// =============================================================================
// Unit Tests
// =============================================================================

#[cfg(test)]
mod tests {
    use super::*;

    fn cents(value: i64) -> Money {
        Money::from_cents(value)
    }

    fn category(id: &str, label: &str, material: i64, labor: i64) -> CategoryPre {
        CategoryPre::new(id, label, cents(material), cents(labor))
    }

    fn two_trade_input() -> ReconcileInput {
        ReconcileInput::new(
            cents(500_000),
            vec![
                category("1", "DRYWALL", 100_000, 200_000),
                category("2", "PAINTING", 50_000, 50_000),
            ],
        )
        .with_o_and_p(Rate::from_bps(3000))
        .with_tax_rate(Rate::from_bps(700))
    }

    #[test]
    fn test_single_category_no_tax_no_o_and_p() {
        let input = ReconcileInput::new(cents(130_000), vec![category("1", "ROOFING", 100_000, 0)])
            .with_o_and_p(Rate::zero())
            .with_tax_rate(Rate::zero());

        let result = reconcile_budget(&input).unwrap();

        assert_eq!(result.scaling_factor, 1.3);
        assert_eq!(result.categories[0].material_scaled, cents(130_000));
        assert_eq!(result.grand_total, cents(130_000));
        assert!(result.residual_adjustment.is_none());
    }

    #[test]
    fn test_two_categories_scaled_before_correction() {
        let input = two_trade_input();
        let base = validate_input(&input).unwrap();
        let o_and_p = overhead_and_profit(input.definitive_total, input.o_and_p_rate()).unwrap();
        assert_eq!(o_and_p, cents(150_000));

        let factor = ScalingFactor::solve(input.definitive_total, o_and_p, &base, Rate::from_bps(700)).unwrap();
        assert_eq!(factor.reported_ten_thousandths(), 8526);
        assert!((factor.as_f64() - 0.852_618_757_6).abs() < 1e-9);

        let scaled: Vec<CategoryScaled> = input
            .categories_pre
            .iter()
            .map(|c| scale_category(c, &factor).unwrap())
            .collect();
        assert_eq!(scaled[0].material_scaled, cents(85_262));
        assert_eq!(scaled[0].labor_scaled, cents(170_524));
        assert_eq!(scaled[1].material_scaled, cents(42_631));
        assert_eq!(scaled[1].labor_scaled, cents(42_631));

        let summary = LineSummary::compute(&scaled, Rate::from_bps(700), o_and_p).unwrap();
        assert_eq!(summary.subtotal_lines_scaled, cents(341_048));
        assert_eq!(summary.material_tax, cents(8_953));
        assert_eq!(summary.grand_total, cents(500_001));
    }

    #[test]
    fn test_single_pass_correction_leaves_secondary_mismatch() {
        let result = reconcile_budget(&two_trade_input()).unwrap();

        let adjustment = result.residual_adjustment.as_ref().unwrap();
        assert_eq!(adjustment.amount, cents(-1));
        assert_eq!(adjustment.applied_to_category, "DRYWALL");
        assert_eq!(adjustment.category_id, "1");
        assert_eq!(adjustment.note, "Minor rounding adjustment applied to Materials to reconcile grand total.");

        assert_eq!(result.categories[0].material_scaled, cents(85_261));
        assert_eq!(result.categories[0].total_scaled, cents(255_785));
        assert_eq!(result.subtotal_lines_scaled, cents(341_047));
        assert_eq!(result.material_tax, cents(8_952));
        assert_eq!(result.o_and_p, cents(150_000));
        // Tax moved with the adjusted material: 5000.01 → 4999.99, not 5000.00.
        assert_eq!(result.grand_total, cents(499_999));
        assert_eq!(result.scaling_factor, 0.8526);
    }

    #[test]
    fn test_per_category_math_uses_unrounded_factor() {
        let result = reconcile_budget(&two_trade_input()).unwrap();
        // 2000.00 × 0.8526 would be 1705.20.
        assert_eq!(result.categories[0].labor_scaled, cents(170_524));
    }

    #[test]
    fn test_empty_categories_is_invalid() {
        let input = ReconcileInput::new(cents(100_000), vec![]);
        let err = reconcile_budget(&input).unwrap_err();
        assert!(err.is_invalid_input());
    }

    #[test]
    fn test_zero_definitive_total_is_invalid() {
        let input = ReconcileInput::new(Money::zero(), vec![category("1", "DRYWALL", 100_000, 0)]);
        assert!(matches!(
            reconcile_budget(&input),
            Err(CoreError::InvalidInput { .. })
        ));
    }

    #[test]
    fn test_residual_tie_goes_to_first_in_input_order() {
        let input = ReconcileInput::new(
            cents(100_000),
            vec![
                category("a", "DEMOLITION", 50_000, 10_000),
                category("b", "ELECTRICAL", 30_000, 30_000),
                category("c", "FLOORING", 50_000, 20_000),
            ],
        );

        let result = reconcile_budget(&input).unwrap();

        // DEMOLITION and FLOORING both scale to 175.79 material.
        let adjustment = result.residual_adjustment.unwrap();
        assert_eq!(adjustment.amount, cents(1));
        assert_eq!(adjustment.category_id, "a");
        assert_eq!(result.categories[0].material_scaled, cents(17_580));
        assert_eq!(result.categories[2].material_scaled, cents(17_579));
        assert_eq!(result.grand_total, cents(100_000));
    }

    #[test]
    fn test_residual_without_tax_closes_exactly() {
        let input = ReconcileInput::new(
            cents(100_000),
            vec![
                category("1", "PLUMBING", 10_000, 0),
                category("2", "CARPENTRY", 10_000, 0),
                category("3", "INSULATION", 10_000, 0),
            ],
        )
        .with_o_and_p(Rate::zero())
        .with_tax_rate(Rate::zero());

        let result = reconcile_budget(&input).unwrap();

        assert_eq!(result.residual_adjustment.unwrap().amount, cents(1));
        assert_eq!(result.categories[0].material_scaled, cents(33_334));
        assert_eq!(result.categories[1].material_scaled, cents(33_333));
        assert_eq!(result.grand_total, cents(100_000));
    }

    #[test]
    fn test_largest_material_index() {
        let pre = category("x", "X", 0, 0);
        let rows: Vec<CategoryScaled> = [5, 9, 9, 1]
            .iter()
            .map(|m| CategoryScaled::from_pre(&pre, cents(*m), Money::zero()))
            .collect();

        assert_eq!(largest_material_index(&rows), Some(1));
        assert_eq!(largest_material_index(&[]), None);
    }

    #[test]
    fn test_correct_residual_with_no_categories_is_noop() {
        let summary = LineSummary {
            subtotal_lines_scaled: Money::zero(),
            material_tax: Money::zero(),
            grand_total: cents(10),
        };
        let (after, adjustment) =
            correct_residual(&mut [], cents(11), summary, Rate::zero(), Money::zero()).unwrap();
        assert_eq!(after, summary);
        assert!(adjustment.is_none());
    }

    #[test]
    fn test_input_is_not_mutated() {
        let input = two_trade_input();
        let before = input.clone();
        let _ = reconcile_budget(&input).unwrap();
        assert_eq!(input, before);
    }

    #[test]
    fn test_compounding_re_reconciliation() {
        let first = reconcile_budget(&two_trade_input()).unwrap();

        let again = ReconcileInput::new(
            cents(500_000),
            first.categories.iter().map(CategoryScaled::to_compounding_pre).collect(),
        )
        .with_o_and_p(Rate::from_bps(2500))
        .with_tax_rate(Rate::from_bps(700));

        let second = reconcile_budget(&again).unwrap();

        // The second factor scales the first pass's output, not the raw estimate.
        assert_eq!(second.categories[0].material_pre, cents(85_261));
        assert_eq!(second.scaling_factor, 1.0714);
        assert_eq!(second.categories[0].material_scaled, cents(91_351));
        assert_eq!(second.categories[0].labor_scaled, cents(182_705));
        assert_eq!(second.grand_total, cents(500_000));
        assert!(second.residual_adjustment.is_none());
    }

    #[test]
    fn test_derived_tax_rate_is_not_rounded() {
        // 7000 / 105000 = 1/15. Rounded to 66_667 ppm, material would land on 10_312_497.
        let input = ReconcileInput::new(cents(11_000_000), vec![category("1", "ROOFING", 10_000_000, 0)])
            .with_o_and_p(Rate::zero())
            .with_tax_rate(Rate::derived(Some(cents(7_000)), Some(cents(105_000))));

        let result = reconcile_budget(&input).unwrap();

        assert_eq!(result.categories[0].material_scaled, cents(10_312_500));
        assert_eq!(result.material_tax, cents(687_500));
        assert_eq!(result.grand_total, cents(11_000_000));
        assert!(result.residual_adjustment.is_none());
    }

    #[test]
    fn test_tax_rate_from_json_fraction_matches_exact_ratio() {
        let input: ReconcileInput = serde_json::from_value(serde_json::json!({
            "definitiveTotal": 11_000_000,
            "oAndPPercent": 0.0,
            "taxRate": 7000.0 / 105000.0,
            "categoriesPre": [
                { "id": "1", "category": "ROOFING", "materialPre": 10_000_000, "laborPre": 0 }
            ]
        }))
        .unwrap();

        let result = reconcile_budget(&input).unwrap();

        assert_eq!(result.categories[0].material_scaled, cents(10_312_500));
        assert_eq!(result.material_tax, cents(687_500));
    }

    #[test]
    fn test_scaling_factor_is_reduced() {
        let base = BaseTotals {
            material: cents(10_000_000),
            labor: Money::zero(),
            lines: cents(10_000_000),
        };
        let factor = ScalingFactor::solve(cents(11_000_000), Money::zero(), &base, Rate::from_ratio(1, 15).unwrap())
            .unwrap();
        assert_eq!(factor, ScalingFactor { numerator: 33, denominator: 32 });
    }

    #[test]
    fn test_huge_lines_overflow_is_an_error() {
        let half = i64::MAX / 2;
        let input = ReconcileInput::new(
            cents(100_000),
            vec![category("1", "DRYWALL", half, half), category("2", "PAINTING", half, half)],
        );

        let err = reconcile_budget(&input).unwrap_err();
        assert!(matches!(err, CoreError::Overflow { .. }));
        assert!(!err.is_invalid_input());
    }

    #[test]
    fn test_huge_definitive_total_does_not_panic() {
        let input = ReconcileInput::new(cents(i64::MAX), vec![category("1", "DRYWALL", i64::MAX / 2, 1)]);
        assert!(matches!(
            reconcile_budget(&input),
            Ok(_) | Err(CoreError::Overflow { .. })
        ));

        // Each row scales to 2^62 cents; their sum does not fit.
        let input = ReconcileInput::new(
            cents(i64::MAX),
            vec![category("1", "DRYWALL", 1, 0), category("2", "PAINTING", 1, 0)],
        )
        .with_o_and_p(Rate::zero())
        .with_tax_rate(Rate::zero());
        assert!(matches!(reconcile_budget(&input), Err(CoreError::Overflow { .. })));
    }

    #[test]
    fn test_repeated_runs_are_identical() {
        let input = two_trade_input();
        assert_eq!(reconcile_budget(&input).unwrap(), reconcile_budget(&input).unwrap());
    }
}
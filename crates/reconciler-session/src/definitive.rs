//! # Definitive Total Resolution
//!
//! Picks the single authoritative grand total before the engine runs.
//!
//! ## Precedence
//! ```text
//! ┌─────────────────────────────────────────────────────────────────────────┐
//! │  1. Dollar amount in the estimate filename   "Estimate-$123,456.78.pdf" │
//! │  2. RCV total printed in the document                                   │
//! │  3. Neither: None (the engine is not called, user input required)       │
//! └─────────────────────────────────────────────────────────────────────────┘
//! ```
//!
//! When both exist and differ, the filename wins.

use once_cell::sync::Lazy;
use reconciler_core::Money;
use regex::Regex;
use serde::{Deserialize, Serialize};
use tracing::debug;

/// `$` followed by a grouped (`123,456`) or plain (`123456`) dollar figure
/// and an optional one or two digit cents part.
static FILENAME_AMOUNT: Lazy<Option<Regex>> = Lazy::new(|| {
    Regex::new(r"\$\s*([0-9]{1,3}(?:,[0-9]{3})+|[0-9]+)(?:\.([0-9]{1,2}))?").ok()
});

/// Where the definitive total came from.
#[derive(Debug, Clone, Copy, PartialEq, Eq, Serialize, Deserialize)]
pub enum DefinitiveSource {
    #[serde(rename = "filename")]
    Filename,
    #[serde(rename = "RCV")]
    Rcv,
}

impl std::fmt::Display for DefinitiveSource {
    fn fmt(&self, f: &mut std::fmt::Formatter<'_>) -> std::fmt::Result {
        match self {
            DefinitiveSource::Filename => write!(f, "filename"),
            DefinitiveSource::Rcv => write!(f, "RCV"),
        }
    }
}

#[derive(Debug, Clone, Copy, PartialEq, Eq, Serialize, Deserialize)]
#[serde(rename_all = "camelCase")]
pub struct DefinitiveTotal {
    pub amount: Money,
    pub source: DefinitiveSource,
}

/// Extracts the first positive dollar amount embedded in a filename.
///
/// ## Example
/// ```rust
/// use reconciler_core::Money;
/// use reconciler_session::definitive::amount_from_filename;
///
/// assert_eq!(
///     amount_from_filename("Estimate-$123,456.78.pdf"),
///     Some(Money::from_cents(12_345_678))
/// );
/// assert_eq!(amount_from_filename("Estimate.pdf"), None);
/// ```
pub fn amount_from_filename(filename: &str) -> Option<Money> {
    let captures = FILENAME_AMOUNT.as_ref()?.captures(filename)?;

    let major: i64 = captures.get(1)?.as_str().replace(',', "").parse().ok()?;
    let minor = match captures.get(2).map(|m| m.as_str()) {
        Some(digits) if digits.len() == 1 => digits.parse::<i64>().ok()? * 10,
        Some(digits) => digits.parse::<i64>().ok()?,
        None => 0,
    };

    let cents = major.checked_mul(100)?.checked_add(minor)?;
    let amount = Money::from_cents(cents);
    amount.is_positive().then_some(amount)
}

/// Applies the filename-over-RCV precedence.
///
/// Returns `None` when neither source yields a positive amount.
pub fn resolve(filename: Option<&str>, rcv_total: Option<Money>) -> Option<DefinitiveTotal> {
    let from_filename = filename.and_then(amount_from_filename);
    let rcv_total = rcv_total.filter(|amount| amount.is_positive());

    match (from_filename, rcv_total) {
        (Some(amount), rcv) => {
            if let Some(rcv) = rcv.filter(|rcv| *rcv != amount) {
                debug!(%amount, %rcv, "Filename total differs from RCV, using filename");
            }
            Some(DefinitiveTotal {
                amount,
                source: DefinitiveSource::Filename,
            })
        }
        (None, Some(amount)) => Some(DefinitiveTotal {
            amount,
            source: DefinitiveSource::Rcv,
        }),
        (None, None) => None,
    }
}
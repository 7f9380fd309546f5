//! # Domain Types
//!
//! The data model of the reconciliation engine.
//!
//! ## Type Hierarchy
//! ```text
//! ┌─────────────────────────────────────────────────────────────────────────┐
//! │                         Domain Types                                    │
//! │                                                                         │
//! │  ┌─────────────────┐   ┌─────────────────┐   ┌─────────────────────┐   │
//! │  │  CategoryPre    │   │ CategoryScaled  │   │  ReconcileInput     │   │
//! │  │  ─────────────  │   │  ─────────────  │   │  ─────────────────  │   │
//! │  │  id, category   │──►│  ...pre fields  │   │  definitive_total   │   │
//! │  │  material_pre   │   │  material_scaled│   │  o_and_p_percent    │   │
//! │  │  labor_pre      │   │  labor_scaled   │   │  tax_rate           │   │
//! │  └─────────────────┘   │  total_scaled   │   │  categories_pre     │   │
//! │                        └─────────────────┘   └─────────────────────┘   │
//! │                                                                         │
//! │  ┌─────────────────┐   ┌─────────────────────────────────────────┐     │
//! │  │      Rate       │   │           ReconcileResult               │     │
//! │  │  ─────────────  │   │  scaling_factor, o_and_p, categories,   │     │
//! │  │  num / den      │   │  subtotal_lines_scaled, material_tax,   │     │
//! │  │  7/100 = 7%     │   │  grand_total, residual_adjustment       │     │
//! │  └─────────────────┘   └─────────────────────────────────────────┘     │
//! └─────────────────────────────────────────────────────────────────────────┘
//! ```
//!
//! All types serialize with camelCase keys. Money fields serialize as integer
//! cents, rates as plain fractions (`0.07`).

use serde::{Deserialize, Serialize};
use std::fmt;
use ts_rs::TS;

use crate::error::{CoreError, CoreResult, ValidationError};
use crate::money::Money;

// =============================================================================
// Rate
// =============================================================================

/// A non-negative fraction held exactly as `numerator / denominator`.
///
/// ## Exactness
/// A tax rate derived from a document (`tax_total / materials_subtotal`,
/// e.g. 7000/105000) has no finite decimal form. Rounding it to any fixed
/// scale moves cents between material and tax on large budgets. Only the
/// final product is rounded.
///
/// - Always stored in lowest terms, so derived equality is exact equality
/// - `denominator > 0`
/// - Rates read from JSON or TOML fractions are captured to 1e-12
#[derive(Debug, Clone, Copy, PartialEq, Eq, Hash, Serialize, Deserialize)]
#[serde(try_from = "f64", into = "f64")]
pub struct Rate {
    numerator: u64,
    denominator: u64,
}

▬▬▬

◆ What this task involves: Restate word for word only the lines running from the beginning of the data to the line holding "assert_eq!(scaled[1].labor_scaled, cents(42_631));", both included.

◆ The completed task:
// =============================================================================
// Unit Tests
// =============================================================================

#[cfg(test)]
mod tests {
    use super::*;

    fn cents(value: i64) -> Money {
        Money::from_cents(value)
    }

    fn category(id: &str, label: &str, material: i64, labor: i64) -> CategoryPre {
        CategoryPre::new(id, label, cents(material), cents(labor))
    }

    fn two_trade_input() -> ReconcileInput {
        ReconcileInput::new(
            cents(500_000),
            vec![
                category("1", "DRYWALL", 100_000, 200_000),
                category("2", "PAINTING", 50_000, 50_000),
            ],
        )
        .with_o_and_p(Rate::from_bps(3000))
        .with_tax_rate(Rate::from_bps(700))
    }

    #[test]
    fn test_single_category_no_tax_no_o_and_p() {
        let input = ReconcileInput::new(cents(130_000), vec![category("1", "ROOFING", 100_000, 0)])
            .with_o_and_p(Rate::zero())
            .with_tax_rate(Rate::zero());

        let result = reconcile_budget(&input).unwrap();

        assert_eq!(result.scaling_factor, 1.3);
        assert_eq!(result.categories[0].material_scaled, cents(130_000));
        assert_eq!(result.grand_total, cents(130_000));
        assert!(result.residual_adjustment.is_none());
    }

    #[test]
    fn test_two_categories_scaled_before_correction() {
        let input = two_trade_input();
        let base = validate_input(&input).unwrap();
        let o_and_p = overhead_and_profit(input.definitive_total, input.o_and_p_rate()).unwrap();
        assert_eq!(o_and_p, cents(150_000));

        let factor = ScalingFactor::solve(input.definitive_total, o_and_p, &base, Rate::from_bps(700)).unwrap();
        assert_eq!(factor.reported_ten_thousandths(), 8526);
        assert!((factor.as_f64() - 0.852_618_757_6).abs() < 1e-9);

        let scaled: Vec<CategoryScaled> = input
            .categories_pre
            .iter()
            .map(|c| scale_category(c, &factor).unwrap())
            .collect();
        assert_eq!(scaled[0].material_scaled, cents(85_262));
        assert_eq!(scaled[0].labor_scaled, cents(170_524));
        assert_eq!(scaled[1].material_scaled, cents(42_631));
        assert_eq!(scaled[1].labor_scaled, cents(42_631));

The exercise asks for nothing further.